Overall, early development of robust potency strategies is crucial for ensuring the clinical and regulatory success of advanced therapies. By integrating phase-appropriate assays and continuously refining methods based on evolving understanding of mechanisms of action, developers can mitigate risks and improve product consistency. The establishment of reliable reference materials and the use of orthogonal testing approaches likewise provide critical insights into a product’s biological activity, facilitating smoother regulatory submissions. Ultimately, a well-defined potency strategy supports the timely delivery of quality, safe, and effective therapies while minimizing setbacks and aligning with regulatory expectations. 
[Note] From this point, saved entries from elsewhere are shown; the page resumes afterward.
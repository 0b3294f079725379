//! Route classification: a feed route record becomes a numeric route with a
//! display name and a color from the agency table.

use crate::config::{AgencyRules, RouteRule};
use crate::domain::{HexColor, RouteId};
use crate::error::PipelineError;
use crate::feed::FeedRoute;
use crate::sink::RouteMetadata;
use crate::text::clean_route_long_name;

/// A route ready for display.
#[derive(Debug, Clone, PartialEq, Eq)]
pub struct ClassifiedRoute {
    pub id: RouteId,
    pub short_name: String,
    pub long_name: String,
    /// `None` inherits the agency color.
    pub color: Option<HexColor>,
}

impl ClassifiedRoute {
    pub fn to_metadata(&self) -> RouteMetadata {
        RouteMetadata {
            id: self.id.get(),
            short_name: self.short_name.clone(),
            long_name: self.long_name.clone(),
            color: self.color,
        }
    }
}

/// A classified route together with the rules that apply to its trips.
#[derive(Debug, Clone)]
pub struct Classification<'r> {
    pub route: ClassifiedRoute,
    pub rule: &'r RouteRule,
}

/// Classify one feed route.
///
/// The short name must parse as a number and that number must be in the
/// agency's color table. There is no fallback color: a new route in the feed
/// has to be added to the table before the feed can be processed.
pub fn classify_route<'r>(
    record: &FeedRoute,
    rules: &'r AgencyRules,
) -> Result<Classification<'r>, PipelineError> {
    let id = RouteId::parse(&record.short_name).map_err(|source| {
        PipelineError::UnparsableRouteCode {
            route_id: record.route_id.clone(),
            source,
        }
    })?;

    let rule = rules
        .route(id)
        .ok_or_else(|| PipelineError::UnknownRouteColor {
            route: id,
            route_id: record.route_id.clone(),
        })?;

    let long_name = match rule.long_name() {
        Some(name) => name.to_string(),
        None => clean_route_long_name(&record.long_name),
    };

    Ok(Classification {
        route: ClassifiedRoute {
            id,
            short_name: id.short_name(),
            long_name,
            color: rule.color(),
        },
        rule,
    })
}
//! The canonicalization pass.
//!
//! Runs in two phases over one feed snapshot:
//!
//! 1. **Collect**: classify routes, parse stops, and walk every trip. Trips
//!    on templated routes get their direction and label from the template;
//!    all others drop their cleaned headsign into a (route, direction)
//!    bucket.
//! 2. **Resolve**: each bucket is resolved once against the route's merge
//!    table, then trips are emitted with their final labels.

mod context;
mod run;

#[cfg(test)]
mod pipeline_tests;

pub use context::RunContext;
pub use run::{Pipeline, RunSummary};
//! Feed records, as handed over by the host framework's GTFS reader.
//!
//! These are plain transfer types with no validation; the pipeline checks
//! codes and flags as it reads them.

use serde::Deserialize;

/// A pre-parsed feed snapshot.
#[derive(Debug, Clone, Default, Deserialize)]
pub struct Feed {
    pub routes: Vec<FeedRoute>,
    pub stops: Vec<FeedStop>,
    pub trips: Vec<FeedTrip>,
}

/// A `routes.txt` record.
#[derive(Debug, Clone, Deserialize)]
pub struct FeedRoute {
    /// Feed-internal `route_id`
    pub route_id: String,

    /// `route_short_name`, zero-padded digits (e.g. "060")
    pub short_name: String,

    /// `route_long_name`
    #[serde(default)]
    pub long_name: String,
}

/// A `stops.txt` record.
#[derive(Debug, Clone, Deserialize)]
pub struct FeedStop {
    /// Feed-internal `stop_id`, referenced by stop times
    pub stop_id: String,

    /// Public `stop_code` shown on the stop sign
    pub code: String,

    #[serde(default)]
    pub name: String,
}

/// A `trips.txt` record with its stop times attached.
#[derive(Debug, Clone, Deserialize)]
pub struct FeedTrip {
    pub trip_id: String,

    /// Feed-internal `route_id`
    pub route_id: String,

    #[serde(default)]
    pub headsign: Option<String>,

    /// Raw `direction_id`; missing means 0
    #[serde(default)]
    pub direction_id: Option<u8>,

    #[serde(default)]
    pub stop_times: Vec<StopVisit>,
}

impl FeedTrip {
    /// The raw headsign, or "" when the feed left it blank.
    pub fn raw_headsign(&self) -> &str {
        self.headsign.as_deref().unwrap_or("")
    }
}

/// One stop of a trip: which stop, and where it falls in the trip.
#[derive(Debug, Clone, PartialEq, Eq, Deserialize)]
pub struct StopVisit {
    pub stop_id: String,

    /// `stop_sequence`; increasing along the trip, not necessarily contiguous
    pub sequence: u32,
}

impl StopVisit {
    pub fn new(stop_id: impl Into<String>, sequence: u32) -> Self {
        Self {
            stop_id: stop_id.into(),
            sequence,
        }
    }
}
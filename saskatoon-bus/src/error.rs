//! Errors that abort a canonicalization run.
//!
//! Every variant names the route, trip or stop that caused it, so the rule
//! table or feed can be fixed by hand.

use crate::domain::{Direction, InvalidDirection, InvalidRouteCode, InvalidStopCode, RouteId};
use crate::merge::UnmappedHeadsignMergeSet;

#[derive(Debug, Clone, PartialEq, Eq, thiserror::Error)]
pub enum PipelineError {
    /// A route short name is not a number.
    #[error("route {route_id:?}: {source}")]
    UnparsableRouteCode {
        route_id: String,
        #[source]
        source: InvalidRouteCode,
    },

    /// The route number has no entry in the color table.
    #[error("route {route} (feed route {route_id:?}) has no color table entry")]
    UnknownRouteColor { route: RouteId, route_id: String },

    /// A stop's public code is not a number.
    #[error("stop {stop_id:?}: {source}")]
    UnparsableStopId {
        stop_id: String,
        #[source]
        source: InvalidStopCode,
    },

    /// A trip on a templated route fit zero or both direction templates.
    #[error(
        "trip {trip_id:?} on route {route}: stop sequence matches {} direction templates",
        .matched.len()
    )]
    AmbiguousDirectionTemplate {
        route: RouteId,
        trip_id: String,
        matched: Vec<Direction>,
    },

    #[error(transparent)]
    UnmappedHeadsignMergeSet(#[from] UnmappedHeadsignMergeSet),

    #[error("trip {trip_id:?} references unknown route {route_id:?}")]
    UnknownRoute { trip_id: String, route_id: String },

    #[error("trip {trip_id:?} references unknown stop {stop_id:?}")]
    UnknownStop { trip_id: String, stop_id: String },

    /// Two feed routes parse to the same route number.
    #[error("feed routes {first:?} and {second:?} are both route {route}")]
    DuplicateRoute {
        route: RouteId,
        first: String,
        second: String,
    },

    #[error("trip {trip_id:?}: {source}")]
    InvalidDirection {
        trip_id: String,
        #[source]
        source: InvalidDirection,
    },
}
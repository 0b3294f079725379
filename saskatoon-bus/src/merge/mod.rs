//! Headsign merge resolver.
//!
//! Every (route, direction) bucket must end up with one label. Buckets that
//! saw several headsign variants are collapsed through an exact-set rule
//! table; a set with no rule is an error for a human to fix, never a guess.

mod bucket;
mod rule;

pub use bucket::{BucketKey, HeadsignBucket, HeadsignBuckets, UnmappedHeadsignMergeSet};
pub use rule::{MergeRule, MergeRuleError, MergeTable};
//! Text canonicalization for headsigns, stop names and route names.

mod clean;
mod headsign;

pub use clean::{
    capitalize_upper_case_words, clean_bounds, clean_label, clean_numbers, clean_street_types,
};
pub use headsign::{canonicalize_headsign, clean_route_long_name, clean_stop_name};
Many sponsors face challenges developing a potency control strategy specifically for cell and gene therapies due to the complexities in understanding and measuring the biological effect of the products. Additionally, smaller, younger companies may not have the required resources and expertise, or a larger organization may be working on more traditional modalities and not have the CGT experience. With extensive experience across a range of modalities—including genetically modified cell therapies, gene editing, and viral and non-viral vectors—ElevateBio ensures that potency assays evolve appropriately throughout the development lifecycle, from preclinical stages to first-in-human trials and beyond, supporting critical milestones toward commercial filing. This phase-appropriate, data-driven approach enables companies to meet regulatory requirements while optimizing the consistency, safety, and efficacy of their therapies.

References: 

1. U.S. Food and Drug Administration. (2023). Potency Assurance for Cellular and Gene Therapy Products: Draft Guidance for Industry. Retrieved from https://www.fda.gov/regulatory-information/search-fda-guidance-documents/potency-assurance-cellular-and-gene-therapy-products
2. European Medicines Agency. (2023). Guideline on quality, non-clinical and clinical aspects of medicinal products containing genetically modified cells (Revision 1). Retrieved from https://www.ema.europa.eu/en/documents/scientific-guideline/guideline-quality-non-clinical-and-clinical-aspects-medicinal-products-containing-genetically-modified-cells-revision-1_en.pdf
3. U.S. Food and Drug Administration. (2011). Guidance for Industry: Potency Tests for Cellular and Gene Therapy Products. Retrieved from https://www.fda.gov/files/vaccines,%20blood%20%26%20biologics/published/Final-Guidance-for-Industry--Potency-Tests-for-Cellular-and-Gene-Therapy-Products.pdf.
4. Kiesgen S, Messinger JC, Chintala NK, Tano Z, Adusumilli PS. Comparative analysis of assays to measure CAR T-cell-mediated cytotoxicity. Nat Protoc. 2021 Mar;16(3):1331-1342. doi: 10.1038/s41596-020-00467-0. Epub 2021 Feb 15. PMID: 33589826; PMCID: PMC8064272.